Phyllis Ann Karr, author of Frostflower and Thorn, The Idylls of the Queen, and Amberleaf Fair

Prose by a poet. I look forward to rereading this many times

Paul McComas, award-winning author of Unforgettable, Planet of the Dates, and Unplugged.

The titular quest of Bradamant, Ruth Berman's formidable yet quite flesh-and-blood heroine, is to reclaim a series of talismans from various parties and return them to the Faerie realm whence they came. It is at once fitting and ironic that the author, in so beautifully chronicling the End of Magic, herself works a kind of literary spell. Then again, as the fairy Logistilla observes near the book's end, "spells" are related to "spelling," and "Speech was always at the heart of magic." In Bradamant's Quest, Berman "speaks" volumes, deploying deft descritpion, stunning set pieces, an unerring evocation of era (the reign of Charlemagne), and a freewheeling imagination to conjure the most elegant, authentic historical fantasy novel this author has ever read. Magic, indeed...and—in every sense—charming.

Eleanor Arnason, author of A Woman of the Iron People, winner of the James Tiptree Jr. Award and Mythopoeic Society Award; and Ring of Swords, winner of the Minnesota Book Award.

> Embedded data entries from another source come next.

//! Sync dispatch and convergence-status endpoints.

use crate::NodeClient;
use repsync_core::{ClockValue, Result, SyncError, Wallet};
use serde::{Deserialize, Serialize};

#[derive(Debug, Serialize)]
struct SyncRequest<'a> {
    // The secondary's sync endpoint accepts a batch; the engine always
    // dispatches one wallet at a time.
    wallet: [&'a Wallet; 1],
    creator_node_endpoint: &'a str,
    state_machine: bool,
}

#[derive(Debug, Deserialize)]
struct SyncStatusEnvelope {
    data: SyncStatus,
}

#[derive(Debug, Deserialize)]
struct SyncStatus {
    #[serde(rename = "clockValue")]
    clock_value: i64,
}

/// Sync dispatch and status endpoints
pub struct SyncApi<'a> {
    client: &'a NodeClient,
}

impl<'a> SyncApi<'a> {
    pub(crate) fn new(client: &'a NodeClient) -> Self {
        Self { client }
    }

    /// Instruct `target_endpoint` to pull and apply the primary's current
    /// state for `wallet`.
    ///
    /// Tagged `state_machine: true` so the secondary can distinguish
    /// machine-initiated reconciliation from user-triggered syncs.
    pub async fn dispatch(
        &self,
        target_endpoint: &str,
        wallet: &Wallet,
        source_endpoint: &str,
    ) -> Result<()> {
        self.client
            .post_accepted(
                target_endpoint,
                "/sync",
                &SyncRequest {
                    wallet: [wallet],
                    creator_node_endpoint: source_endpoint,
                    state_machine: true,
                },
            )
            .await
            .map_err(|e| SyncError::Dispatch {
                endpoint: target_endpoint.to_string(),
                message: e.to_string(),
            })
    }

    /// Read the clock the target currently reports for `wallet`.
    ///
    /// Secondaries commonly answer with an error mid-sync; callers treat
    /// any failure here as "not yet converged".
    pub async fn status(
        &self,
        target_endpoint: &str,
        wallet: &Wallet,
    ) -> Result<Option<ClockValue>> {
        let envelope: SyncStatusEnvelope = self
            .client
            .get(target_endpoint, &format!("/sync_status/{wallet}"), &[])
            .await?;

        Ok(ClockValue::from_wire(envelope.data.clock_value))
    }
}

#[cfg(test)]
mod tests {
    use super::*;
    use wiremock::matchers::{body_json, method, path};
    use wiremock::{Mock, MockServer, ResponseTemplate};

    #[tokio::test]
    async fn test_dispatch_sends_machine_initiated_flag() {
        let server = MockServer::start().await;
        Mock::given(method("POST"))
            .and(path("/sync"))
            .and(body_json(serde_json::json!({
                "wallet": ["0xaa"],
                "creator_node_endpoint": "http://cn1",
                "state_machine": true
            })))
            .respond_with(ResponseTemplate::new(200))
            .expect(1)
            .mount(&server)
            .await;

        let client = NodeClient::new();
        client
            .sync()
            .dispatch(&server.uri(), &Wallet::new("0xaa"), "http://cn1")
            .await
            .unwrap();
    }

    #[tokio::test]
    async fn test_dispatch_rejection_is_dispatch_error() {
        let server = MockServer::start().await;
        Mock::given(method("POST"))
            .and(path("/sync"))
            .respond_with(ResponseTemplate::new(500))
            .mount(&server)
            .await;

        let client = NodeClient::new();
        let err = client
            .sync()
            .dispatch(&server.uri(), &Wallet::new("0xaa"), "http://cn1")
            .await
            .unwrap_err();
        assert!(matches!(err, SyncError::Dispatch { .. }));
    }

    #[tokio::test]
    async fn test_status_reads_clock_value() {
        let server = MockServer::start().await;
        Mock::given(method("GET"))
            .and(path("/sync_status/0xaa"))
            .respond_with(ResponseTemplate::new(200).set_body_json(serde_json::json!({
                "data": {"clockValue": 7}
            })))
            .mount(&server)
            .await;

        let client = NodeClient::new();
        let clock = client
            .sync()
            .status(&server.uri(), &Wallet::new("0xaa"))
            .await
            .unwrap();
        assert_eq!(clock, Some(ClockValue(7)));
    }

    #[tokio::test]
    async fn test_status_midsync_error_propagates() {
        let server = MockServer::start().await;
        Mock::given(method("GET"))
            .and(path("/sync_status/0xaa"))
            .respond_with(ResponseTemplate::new(400))
            .mount(&server)
            .await;

        let client = NodeClient::new();
        let err = client
            .sync()
            .status(&server.uri(), &Wallet::new("0xaa"))
            .await
            .unwrap_err();
        assert!(matches!(err, SyncError::Http(_)));
    }
}
//! Node identity resolution against the chain registry.

use async_trait::async_trait;
use repsync_core::{NodeIdentity, Result};
use std::sync::Arc;
use tracing::{debug, info};

/// Chain-registry collaborator mapping an endpoint to its on-chain
/// service-provider id.
#[async_trait]
pub trait IdentityRegistry: Send + Sync {
    /// Look up the service-provider id registered for `endpoint`.
    ///
    /// Returns 0 when the endpoint is not (yet) registered; that is an
    /// unresolved state, not an error.
    async fn service_provider_id(&self, endpoint: &str) -> Result<u64>;
}

/// Resolves and caches this node's identity.
///
/// Identity is mutated in exactly one place: a successful non-zero
/// resolution here. Once resolved, [`resolve`](Self::resolve) is a cheap
/// no-op, so callers re-check every cycle without cost.
pub struct IdentityResolver {
    registry: Arc<dyn IdentityRegistry>,
    identity: NodeIdentity,
}

impl IdentityResolver {
    /// Create a resolver seeded with the configured identity state
    #[must_use]
    pub fn new(registry: Arc<dyn IdentityRegistry>, identity: NodeIdentity) -> Self {
        Self { registry, identity }
    }

    /// Current identity state
    #[must_use]
    pub const fn identity(&self) -> &NodeIdentity {
        &self.identity
    }

    /// Attempt resolution if still unresolved.
    ///
    /// Returns whether the identity is resolved after the attempt. A
    /// registry answer of 0 leaves the resolver unresolved without error;
    /// a failed registry call propagates and aborts the caller's cycle.
    pub async fn resolve(&mut self) -> Result<bool> {
        if self.identity.is_resolved() {
            return Ok(true);
        }

        let sp_id = self
            .registry
            .service_provider_id(&self.identity.endpoint)
            .await?;

        if sp_id == 0 {
            debug!(endpoint = %self.identity.endpoint, "endpoint not yet registered on chain");
            return Ok(false);
        }

        info!(sp_id, endpoint = %self.identity.endpoint, "resolved service-provider id");
        self.identity.sp_id = sp_id;
        Ok(true)
    }
}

Bradamant’s Quest is set in a rarely used fantasy world, that of romances about Charlemagne. It starts after the battle of Ronseval, where the emperor’s nephew Roland has died, along with many peers and knights. Among those who died with Roland is Bradamant’s husband; she is mourning him and the others when Berman’s novel begins.

Bradamant is not an ordinary medieval housewife, but a woman knight, borrowed from Orlando Furioso, a romance about Charlemagne’s knights by the Italian Renaissance poet Ariosto. In Berman’s version. she is an admirable character; intelligent, tough, stoic, resourceful, ambitious for honor and loyal. While she is still grieving for her husband, she is given a quest by Oberon, the king of the fairies. She must recover the magical tools that have belonged to members of her extended family and return them to Oberon. (It’s a large family, full of knights and magicians, and a lot of magical tools have come into the family’s hands.) The world of magic is drawing away from the world of humans; and magic must go back to its original home.

Here is another loss, added to the loss at Ronseval. Magic is leaving the world, as it does at the end of The Lord of the Rings. But before it goes, we meet it, as Bradamant carries out Oberon’s quest. There are gargoyles, a dragon, a sea-orc, mermaids, a hippogryff, a highly unfriendly ox-headed man and a couple of magicians. Recovering each magical tool is an adventure, often risky; and Bradamant has a truly interesting family.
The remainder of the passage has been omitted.